Don't worry about Anaconda ruining your current Python installation, it can be easily uninstalled (described below).

Anaconda is not a requirement

Anaconda is not an absolute requirement to get pystan to work. As long as you can get the necessary python dependencies installed, pystan will work. If you want to install Anaconda, follow the Windows, Macs, and Linux instructions below.

Linux

After downloading the installer execute the associated shell script. For example, if the file downloaded were named Anaconda3-4.1.1-Linux-x86_64.sh you would enter bash Anaconda3-4.1.1-Linux-x86_64.sh in the directory where you downloaded the file.

Macs

After downloading the installer, double click the .pkg file and follow the instructions on the screen. Use all of the defaults for installation.

Windows

PyStan on Windows is partially supported. See PyStan on Windows.

The Anaconda installer should be able to be double-clicked and installed. Use all of the defaults for installation except make sure to check Make Anaconda the default Python.

Uninstalling Anaconda

The default location for anaconda can be found in your home directory. Typically this means it in in the ~/anaconda or ~/anaconda3 directory when you open a terminal.

Python dependencies

If you used the Anaconda installer, numpy and cython should already be installed, so additional dependencies should not be needed. However, should you need to install additional dependencies, we can use conda to install them as such:

  • open a terminal
  • type conda install numpy to install numpy or replace numpy with the package you need to install
  • common additional packages include arviz, matplotlib, pandas, scipy

Setting up C++ compiler

PyStan 2.19+ needs a C++14 compatible compiler. For GCC 4.9.3+ and GCC 5+ versions are up-to-date. To update your compiler, follow general instructions given for each platform.

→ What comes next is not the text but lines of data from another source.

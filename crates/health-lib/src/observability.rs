//! Observability infrastructure for the health model pipeline
//!
//! Provides:
//! - Prometheus metrics (cycle latency, signal counts, emission, persistence)
//! - Structured JSON logging with tracing

use prometheus::{
    register_histogram, register_int_counter, register_int_gauge, Histogram, IntCounter, IntGauge,
};
use std::sync::OnceLock;
use tracing::{info, warn};

use crate::models::MonitorState;

/// Histogram buckets for cycle latency (in seconds)
const CYCLE_LATENCY_BUCKETS: &[f64] = &[
    0.0005, 0.001, 0.0025, 0.005, 0.01, 0.025, 0.05, 0.1, 0.25, 0.5, 1.0, 2.5,
];

/// Global metrics instance (registered once)
static GLOBAL_METRICS: OnceLock<PipelineMetricsInner> = OnceLock::new();

struct PipelineMetricsInner {
    cycles: IntCounter,
    cycle_failures: IntCounter,
    cycle_latency_seconds: Histogram,
    signals_received: IntGauge,
    signals_reduced: IntGauge,
    signals_missing: IntGauge,
    records_emitted: IntCounter,
    persistence_failures: IntCounter,
    invalid_batches: IntCounter,
    buffered_rows: IntGauge,
    tracked_instances: IntGauge,
    cluster_state: IntGauge,
}

impl PipelineMetricsInner {
    fn new() -> Self {
        Self {
            cycles: register_int_counter!(
                "health_model_cycles_total",
                "Evaluation cycles completed"
            )
            .expect("Failed to register cycles_total"),

            cycle_failures: register_int_counter!(
                "health_model_cycle_failures_total",
                "Evaluation cycles whose output was discarded"
            )
            .expect("Failed to register cycle_failures_total"),

            cycle_latency_seconds: register_histogram!(
                "health_model_cycle_latency_seconds",
                "Time spent evaluating one cycle",
                CYCLE_LATENCY_BUCKETS.to_vec()
            )
            .expect("Failed to register cycle_latency_seconds"),

            signals_received: register_int_gauge!(
                "health_model_signals_received",
                "Signal rows received in the last cycle"
            )
            .expect("Failed to register signals_received"),

            signals_reduced: register_int_gauge!(
                "health_model_signals_reduced",
                "Signals left after deduplication and pruning in the last cycle"
            )
            .expect("Failed to register signals_reduced"),

            signals_missing: register_int_gauge!(
                "health_model_signals_missing",
                "Signals synthesized for silent instances in the last cycle"
            )
            .expect("Failed to register signals_missing"),

            records_emitted: register_int_counter!(
                "health_model_records_emitted_total",
                "Monitor records emitted"
            )
            .expect("Failed to register records_emitted_total"),

            persistence_failures: register_int_counter!(
                "health_model_persistence_failures_total",
                "State snapshot writes that failed"
            )
            .expect("Failed to register persistence_failures_total"),

            invalid_batches: register_int_counter!(
                "health_model_invalid_batches_total",
                "Batches rejected for an unrecognized tag"
            )
            .expect("Failed to register invalid_batches_total"),

            buffered_rows: register_int_gauge!(
                "health_model_buffered_rows",
                "Signal rows waiting for the cycle trigger"
            )
            .expect("Failed to register buffered_rows"),

            tracked_instances: register_int_gauge!(
                "health_model_tracked_instances",
                "Monitor instances held in the state store"
            )
            .expect("Failed to register tracked_instances"),

            cluster_state: register_int_gauge!(
                "health_model_cluster_state",
                "Cluster root state (0 pass, 1 none, 2 unknown, 3 warning, 4 fail)"
            )
            .expect("Failed to register cluster_state"),
        }
    }
}

/// Pipeline metrics for Prometheus exposition
///
/// A lightweight handle to the global metrics instance; clones share the
/// same underlying metrics.
#[derive(Clone)]
pub struct PipelineMetrics {
    _private: (),
}

impl Default for PipelineMetrics {
    fn default() -> Self {
        Self::new()
    }
}

/// Signal counts of one evaluated cycle
#[derive(Debug, Clone, Copy, Default, PartialEq, Eq)]
pub struct CycleCounts {
    pub received: usize,
    pub reduced: usize,
    pub missing: usize,
    pub emitted: usize,
}

impl PipelineMetrics {
    pub fn new() -> Self {
        GLOBAL_METRICS.get_or_init(PipelineMetricsInner::new);
        Self { _private: () }
    }

    fn inner(&self) -> &PipelineMetricsInner {
        GLOBAL_METRICS.get_or_init(PipelineMetricsInner::new)
    }

    pub fn observe_cycle(&self, duration_secs: f64, counts: CycleCounts) {
        let inner = self.inner();
        inner.cycles.inc();
        inner.cycle_latency_seconds.observe(duration_secs);
        inner.signals_received.set(counts.received as i64);
        inner.signals_reduced.set(counts.reduced as i64);
        inner.signals_missing.set(counts.missing as i64);
        inner.records_emitted.inc_by(counts.emitted as u64);
    }

    pub fn inc_cycle_failures(&self) {
        self.inner().cycle_failures.inc();
    }

    pub fn inc_persistence_failures(&self) {
        self.inner().persistence_failures.inc();
    }

    pub fn inc_invalid_batches(&self) {
        self.inner().invalid_batches.inc();
    }

    pub fn set_buffered_rows(&self, rows: usize) {
        self.inner().buffered_rows.set(rows as i64);
    }

    pub fn set_tracked_instances(&self, count: usize) {
        self.inner().tracked_instances.set(count as i64);
    }

    pub fn set_cluster_state(&self, state: MonitorState) {
        self.inner().cluster_state.set(state.ordinal());
    }
}

/// Structured logger for health model events
#[derive(Clone)]
pub struct StructuredLogger {
    cluster_id: String,
}

impl StructuredLogger {
    pub fn new(cluster_id: impl Into<String>) -> Self {
        Self {
            cluster_id: cluster_id.into(),
        }
    }

    pub fn cluster_id(&self) -> &str {
        &self.cluster_id
    }

    pub fn log_startup(&self, version: &str, monitors: usize, restored_instances: usize) {
        info!(
            event = "agent_started",
            cluster_id = %self.cluster_id,
            agent_version = %version,
            monitors = monitors,
            restored_instances = restored_instances,
            "Health model agent started"
        );
    }

    pub fn log_shutdown(&self, reason: &str) {
        info!(
            event = "agent_shutdown",
            cluster_id = %self.cluster_id,
            reason = %reason,
            "Health model agent shutting down"
        );
    }

    pub fn log_cycle(&self, counts: CycleCounts, cluster_state: MonitorState, duration_ms: u128) {
        info!(
            event = "cycle_completed",
            cluster_id = %self.cluster_id,
            received = counts.received,
            reduced = counts.reduced,
            missing = counts.missing,
            emitted = counts.emitted,
            cluster_state = %cluster_state,
            duration_ms = duration_ms as u64,
            "Health model cycle completed"
        );
    }

    pub fn log_cycle_failed(&self, error: &str) {
        warn!(
            event = "cycle_failed",
            cluster_id = %self.cluster_id,
            error = %error,
            "Health model cycle failed, output discarded"
        );
    }

    pub fn log_kube_api_down(&self, affected: usize) {
        warn!(
            event = "kube_api_down",
            cluster_id = %self.cluster_id,
            affected_signals = affected,
            "Kube API unreachable, neutralizing dependent signals"
        );
    }

    pub fn log_cluster_state_change(&self, old_state: MonitorState, new_state: MonitorState) {
        if new_state == MonitorState::Fail {
            warn!(
                event = "cluster_state_changed",
                cluster_id = %self.cluster_id,
                old_state = %old_state,
                new_state = %new_state,
                "Cluster health changed"
            );
        } else {
            info!(
                event = "cluster_state_changed",
                cluster_id = %self.cluster_id,
                old_state = %old_state,
                new_state = %new_state,
                "Cluster health changed"
            );
        }
    }

    pub fn log_persistence_failure(&self, path: &str, error: &str) {
        warn!(
            event = "persistence_failed",
            cluster_id = %self.cluster_id,
            path = %path,
            error = %error,
            "Failed to persist monitor state, continuing in memory"
        );
    }
}
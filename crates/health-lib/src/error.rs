//! Error types for the health model pipeline

use std::path::PathBuf;

use thiserror::Error;

/// Errors raised while loading the static monitor topology or per-monitor
/// configuration. These are fatal at startup: no model can be produced.
#[derive(Debug, Error)]
pub enum DefinitionError {
    #[error("Failed to read {path:?}: {source}")]
    Read {
        path: PathBuf,
        #[source]
        source: std::io::Error,
    },

    #[error("Failed to parse {what}: {source}")]
    Parse {
        what: String,
        #[source]
        source: serde_json::Error,
    },

    #[error("Duplicate definition for monitor '{0}'")]
    DuplicateMonitor(String),

    #[error("Monitor '{monitor_id}' references unknown parent '{parent_id}'")]
    UnknownParent {
        monitor_id: String,
        parent_id: String,
    },

    #[error("Topology must have exactly one root, found {0:?}")]
    RootCount(Vec<String>),

    #[error("Cycle detected in topology through monitor '{0}'")]
    Cycle(String),

    #[error("Monitor '{0}' is used as a parent but is declared with a resource kind")]
    ParentWithResourceKind(String),

    #[error("Invalid aggregation for monitor '{monitor_id}': {reason}")]
    InvalidAggregation { monitor_id: String, reason: String },

    #[error("Invalid state precedence: {0}")]
    InvalidPrecedence(String),
}

/// Errors raised by snapshot I/O. Never fatal to the pipeline.
#[derive(Debug, Error)]
pub enum PersistenceError {
    #[error("I/O error on {path:?}: {source}")]
    Io {
        path: PathBuf,
        #[source]
        source: std::io::Error,
    },

    #[error("Failed to encode state snapshot: {0}")]
    Encode(#[from] serde_json::Error),
}

/// Errors surfaced by the pipeline entry point.
#[derive(Debug, Error)]
pub enum PipelineError {
    /// The batch discriminator matched none of the configured prefixes.
    #[error("Invalid batch tag '{0}' received")]
    InvalidBatch(String),

    /// A failure while building the model; the cycle's output is discarded.
    #[error("Health model build failed: {0}")]
    Model(String),

    #[error("Invalid pipeline configuration: {0}")]
    Config(String),

    #[error("Failed to render output record: {0}")]
    Render(#[from] serde_json::Error),
}
//! CLI command implementations

pub mod replay;
pub mod state;
pub mod topology;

  • Linux: Install compiler with apt/yum
  • Macs: Install latest XCode, or use brew or macports
  • Windows: Follow instructions in PyStan on Windows.

To use gcc/clang compiler from the conda follow instructions in https://docs.conda.io/projects/conda-build/en/latest/resources/compiler-tools.html and set-up your CC and CXX environmental variables as given below. Instructions below assume default Anaconda environment. For conda-forge follow installation instructions in anaconda.org.

  • open a terminal
  • Linux: conda install gcc_linux-64 gxx_linux-64 -c anaconda
  • Macs: conda install clang_osx-64 clangxx_osx-64 -c anaconda

To check your compiler version

  • Open a terminal
  • Linux: type gcc --version
  • OSX: type clang --version

To use specific C++ compiler (Linux: gcc_linux-64, gxx_linux-64, OSX: clang_osx-64, clangxx_osx-64), either update your CC and CXX environmental variables or set-up your path to include folder containing compilers (e.g.``which gcc_linux-64``)

  • type export CC=gcc_linux-64 and export CXX=g++_linux-64
  • type export PATH=/path/to/Anaconda/bin:$PATH

Conda will create a new name for the compiler. You'll need to search in the <path to conda>/bin folder to find the name. which python will show this location. For example:

  • Open a terminal
  • OSX: type ls <path to python env>/bin/ | grep clang

You should see two compilers like x86_64-apple-darwin13.4.0-clang and x86_64-apple-darwin13.4.0-clang++.

  • type export CC=x86_64-apple-darwin13.4.0-clang and export CXX=x86_64-apple-darwin13.4.0-clang++

Installing PyStan

Since we have the numpy and cython dependencies we need, we can install the latest version of PyStan using pip. To do so:

  • open a terminal
  • type pip install pystan

Checking that it works

Open a python prompt, and run the following code

import pystan
model_code = 'parameters {real y;} model {y ~ normal(0,1);}'
model = pystan.StanModel(model_code=model_code, verbose=True)

If it fails with "fatal error: 'Python.h' file not found", please use conda or install the appropriate python headers library.

If it fails with "fatal error: 'ios' file not found", please run xcode-select --install, or open XCode and agree to the licensing terms.

If it fails with a different error, please file a bug.